Research Area
Research Area
Our vision is to eventually reach the state of full autonomic computing through the development of AI-based system management techniques. It is extremely challenging to manage large-scale distributed systems and cloud systems to achieve a high degree of availability. Researchers have tried for a long time to advance this field. Now that we have a set of advanced AI techniques, it is the perfect time for systems researchers to apply them to solve many previously difficult problems in system management. We are getting closer every day toward the state of autonomic computing!

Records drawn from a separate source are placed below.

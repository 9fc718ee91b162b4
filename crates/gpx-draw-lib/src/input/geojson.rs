//! GeoJSON boundary loading
//!
//! Accepts a `FeatureCollection`, a single `Feature` or a bare geometry. `Polygon`,
//! `MultiPolygon` and `GeometryCollection` geometries become regions (one region per
//! feature); any other geometry type is ignored.

use crate::{Region, Result};
use geo::{Coord, LineString, MultiPolygon, Polygon};
use serde::Deserialize;
use std::path::Path;

/// `[lon, lat]` with optional extra members (altitude) that are ignored
type Position = Vec<f64>;

#[derive(Debug, Deserialize)]
#[serde(tag = "type")]
enum Document {
    FeatureCollection { features: Vec<Feature> },
    Feature(Feature),
    Polygon { coordinates: Vec<Vec<Position>> },
    MultiPolygon { coordinates: Vec<Vec<Vec<Position>>> },
    GeometryCollection { geometries: Vec<Geometry> },
    #[serde(other)]
    Unsupported,
}

#[derive(Debug, Deserialize)]
struct Feature {
    geometry: Option<Geometry>,
}

#[derive(Debug, Deserialize)]
#[serde(tag = "type")]
enum Geometry {
    Polygon { coordinates: Vec<Vec<Position>> },
    MultiPolygon { coordinates: Vec<Vec<Vec<Position>>> },
    GeometryCollection { geometries: Vec<Geometry> },
    #[serde(other)]
    Unsupported,
}

fn ring(positions: &[Position]) -> LineString<f64> {
    positions
        .iter()
        .filter_map(|position| match position.as_slice() {
            [lon, lat, ..] => Some(Coord { x: *lon, y: *lat }),
            _ => {
                tracing::warn!("Skipping GeoJSON position with fewer than 2 values");
                None
            }
        })
        .collect()
}

/// First ring is the exterior, the rest are holes; `geo` closes every ring
fn polygon(rings: &[Vec<Position>]) -> Option<Polygon<f64>> {
    let (exterior, holes) = rings.split_first()?;
    Some(Polygon::new(ring(exterior), holes.iter().map(|h| ring(h)).collect()))
}

impl Geometry {
    /// Append the polygons of this geometry to `out`
    fn collect_polygons(&self, out: &mut Vec<Polygon<f64>>) {
        match self {
            Geometry::Polygon { coordinates } => out.extend(polygon(coordinates)),
            Geometry::MultiPolygon { coordinates } => {
                out.extend(coordinates.iter().filter_map(|rings| polygon(rings)));
            }
            Geometry::GeometryCollection { geometries } => {
                for geometry in geometries {
                    geometry.collect_polygons(out);
                }
            }
            Geometry::Unsupported => {
                tracing::debug!("Ignoring non-polygon GeoJSON geometry");
            }
        }
    }

    fn into_region(self) -> Option<Region> {
        let mut polygons = Vec::new();
        self.collect_polygons(&mut polygons);
        Region::try_from(&MultiPolygon::new(polygons)).ok()
    }
}

impl Feature {
    fn into_region(self) -> Option<Region> {
        self.geometry.and_then(Geometry::into_region)
    }
}

/// Parse GeoJSON text into regions, in document order
pub fn regions_from_str(text: &str) -> Result<Vec<Region>> {
    let document: Document = serde_json::from_str(text)?;
    let regions: Vec<Region> = match document {
        Document::FeatureCollection { features } => features
            .into_iter()
            .filter_map(Feature::into_region)
            .collect(),
        Document::Feature(feature) => feature.into_region().into_iter().collect(),
        Document::Polygon { coordinates } => Geometry::Polygon { coordinates }
            .into_region()
            .into_iter()
            .collect(),
        Document::MultiPolygon { coordinates } => Geometry::MultiPolygon { coordinates }
            .into_region()
            .into_iter()
            .collect(),
        Document::GeometryCollection { geometries } => Geometry::GeometryCollection { geometries }
            .into_region()
            .into_iter()
            .collect(),
        Document::Unsupported => Vec::new(),
    };
    tracing::debug!("Parsed {} GeoJSON regions", regions.len());
    Ok(regions)
}

/// Read a GeoJSON file into regions
pub fn load_regions(path: &Path) -> Result<Vec<Region>> {
    #[cfg(feature = "profiling")]
    profiling::scope!("input::geojson::load_regions");

    let text = std::fs::read_to_string(path)?;
    let regions = regions_from_str(&text)?;
    if regions.is_empty() {
        tracing::warn!("No polygon geometry found in {}", path.display());
    }
    Ok(regions)
}
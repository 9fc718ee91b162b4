//! Average-speed filtering of traces
//!
//! Used to drop traces recorded while travelling by car, train or plane when only
//! human-powered activities should be drawn.

use crate::{GeoPoint, RenderError, Result, Trace};

/// Earth's mean radius in meters
const EARTH_RADIUS_M: f64 = 6371000.0;

/// Haversine distance between two points in meters
#[inline]
pub fn haversine_distance(p1: &GeoPoint, p2: &GeoPoint) -> f64 {
    let lat1 = p1.lat.to_radians();
    let lat2 = p2.lat.to_radians();
    let delta_lat = (p2.lat - p1.lat).to_radians();
    let delta_lon = (p2.lon - p1.lon).to_radians();

    let a = (delta_lat / 2.0).sin().powi(2)
        + lat1.cos() * lat2.cos() * (delta_lon / 2.0).sin().powi(2);
    let c = 2.0 * a.sqrt().atan2((1.0 - a).sqrt());

    EARTH_RADIUS_M * c
}

/// Total path length of a trace in meters, following the point order
pub fn total_distance(trace: &Trace) -> f64 {
    trace
        .points()
        .windows(2)
        .map(|pair| haversine_distance(&pair[0], &pair[1]))
        .sum()
}

/// Average speed of a trace in km/h
///
/// The path length over all consecutive points is divided by the time between the
/// earliest and the latest timestamp, so unsorted timestamps still give a positive span.
/// Fails with [`RenderError::InsufficientData`] when fewer than two points are timestamped
/// or when that span is zero.
pub fn average_speed(trace: &Trace) -> Result<f64> {
    #[cfg(feature = "profiling")]
    profiling::scope!("speed::average_speed");

    let mut times = trace.points().iter().filter_map(|p| p.time);
    let Some(first) = times.next() else {
        return Err(RenderError::InsufficientData(
            "no timestamped points".to_string(),
        ));
    };

    let mut count = 1usize;
    let (earliest, latest) = times.fold((first, first), |(lo, hi), t| {
        count += 1;
        (lo.min(t), hi.max(t))
    });
    if count < 2 {
        return Err(RenderError::InsufficientData(
            "only one timestamped point".to_string(),
        ));
    }

    let elapsed_secs = (latest - earliest).as_seconds_f64();
    if elapsed_secs <= 0.0 {
        return Err(RenderError::InsufficientData(
            "zero elapsed time".to_string(),
        ));
    }

    let meters_per_second = total_distance(trace) / elapsed_secs;
    Ok(meters_per_second * 3.6)
}

/// Whether a trace should be drawn under an optional maximum average speed (km/h)
///
/// Traces whose speed cannot be computed are excluded once a threshold is set.
pub fn passes(trace: &Trace, max_avg_speed: Option<f64>) -> bool {
    let Some(threshold) = max_avg_speed else {
        return true;
    };

    match average_speed(trace) {
        Ok(speed) if speed.is_finite() => {
            let pass = speed <= threshold;
            if !pass {
                tracing::debug!(
                    "Excluding trace {:?}: average speed {speed:.1} km/h > {threshold} km/h",
                    trace.name().unwrap_or("<unnamed>")
                );
            }
            pass
        }
        Ok(speed) => {
            tracing::debug!(
                "Excluding trace {:?}: non-finite average speed {speed}",
                trace.name().unwrap_or("<unnamed>")
            );
            false
        }
        Err(err) => {
            tracing::debug!(
                "Excluding trace {:?}: {err}",
                trace.name().unwrap_or("<unnamed>")
            );
            false
        }
    }
}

In this topic, we try to quickly find out the root cause of the errors, failures, or anomalies of target applications and fix them. This requires sophisticated data collection and data analytics using state-of-the-art AI techniques. We also perform deep monitoring of various data processing applications to understand observed internal behaviors and to explain why they behave in such ways. Through these lines of work, we aim to advance the Self-Healing and Self-Configuration capabilities of Autonomic Computing. These are some of the specific topics we work on.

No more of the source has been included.